A few years later, I got a job in a government office and was thrilled to find out that he had taken a job there as an assistant to my boss after retiring from the sheriff's office. I loved working with him. The children would beg to come spend time with him and he would welcome them into his office to teach them all kinds of things when they dropped by. He was a great mentor to me and my children, and I found that he was an even greater man than I had already known.

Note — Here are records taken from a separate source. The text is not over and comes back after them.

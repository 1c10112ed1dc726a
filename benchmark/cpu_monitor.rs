// cpu_monitor.rs - CPU usage of this process while a benchmark runs
use sysinfo::{ProcessRefreshKind, RefreshKind, System};
use std::sync::{Arc, atomic::{AtomicBool, Ordering}};
use std::thread;
use std::time::Duration;

pub struct CpuStats {
    pub avg_cpu_percent: f32,
    pub peak_cpu_percent: f32,
    pub samples: usize,
}

/// Run `benchmark_fn` on the current thread while a sampler thread records
/// process CPU usage every 50ms.
pub fn run_with_cpu_monitor<F, R>(name: &str, benchmark_fn: F) -> (R, CpuStats)
where
    F: FnOnce() -> R,
{
    println!("\n=== Running {} with CPU monitoring ===", name);

    let stop = Arc::new(AtomicBool::new(false));
    let stop_clone = Arc::clone(&stop);

    let monitor_handle = thread::spawn(move || {
        let mut samples = vec![];
        let Ok(pid) = sysinfo::get_current_pid() else {
            return samples;
        };
        let mut sys = System::new_with_specifics(
            RefreshKind::new().with_processes(ProcessRefreshKind::new().with_cpu())
        );

        sys.refresh_process(pid);
        thread::sleep(Duration::from_millis(100));

        while !stop_clone.load(Ordering::Relaxed) {
            sys.refresh_process(pid);
            if let Some(process) = sys.process(pid) {
                samples.push(process.cpu_usage());
            }
            thread::sleep(Duration::from_millis(50));
        }
        samples
    });

    let result = benchmark_fn();

    stop.store(true, Ordering::Relaxed);
    let samples = monitor_handle.join().unwrap_or_default();

    let avg = if !samples.is_empty() {
        samples.iter().sum::<f32>() / samples.len() as f32
    } else {
        0.0
    };
    let peak = samples.iter().copied().fold(0.0f32, f32::max);

    let cpu_stats = CpuStats {
        avg_cpu_percent: avg,
        peak_cpu_percent: peak,
        samples: samples.len(),
    };

    println!("CPU Stats: avg={:.1}%, peak={:.1}%, samples={}",
        cpu_stats.avg_cpu_percent,
        cpu_stats.peak_cpu_percent,
        cpu_stats.samples
    );

    (result, cpu_stats)
}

If anyone was in any kind of need, he was there to provide whatever they needed that he was able to provide, even if he had to take out a loan to help or he would keep on until he found them help from another source if he couldn't help.
He worked as a volunteer with the Search and Rescue squad and has rescued many people, never thinking about the peril to himself. While I was working with him, he started having heart trouble, taking nitro glycerin tablets frequently. he eventually had to have heart surgery and yet he never stopped helping people and only took a short break after surgery from Search and Rescue.
After working long enough to retire again, I saw him about town often, and he always left not just me but everyone with a smile or a chuckle. He never quit helping others in any way he could. I don't think he ever met anyone that he didn't consider an instant friend, and everyone felt the same about him. It will be sad that he is no longer here, but I am so grateful that I got to know him and call him a friend for 41 years.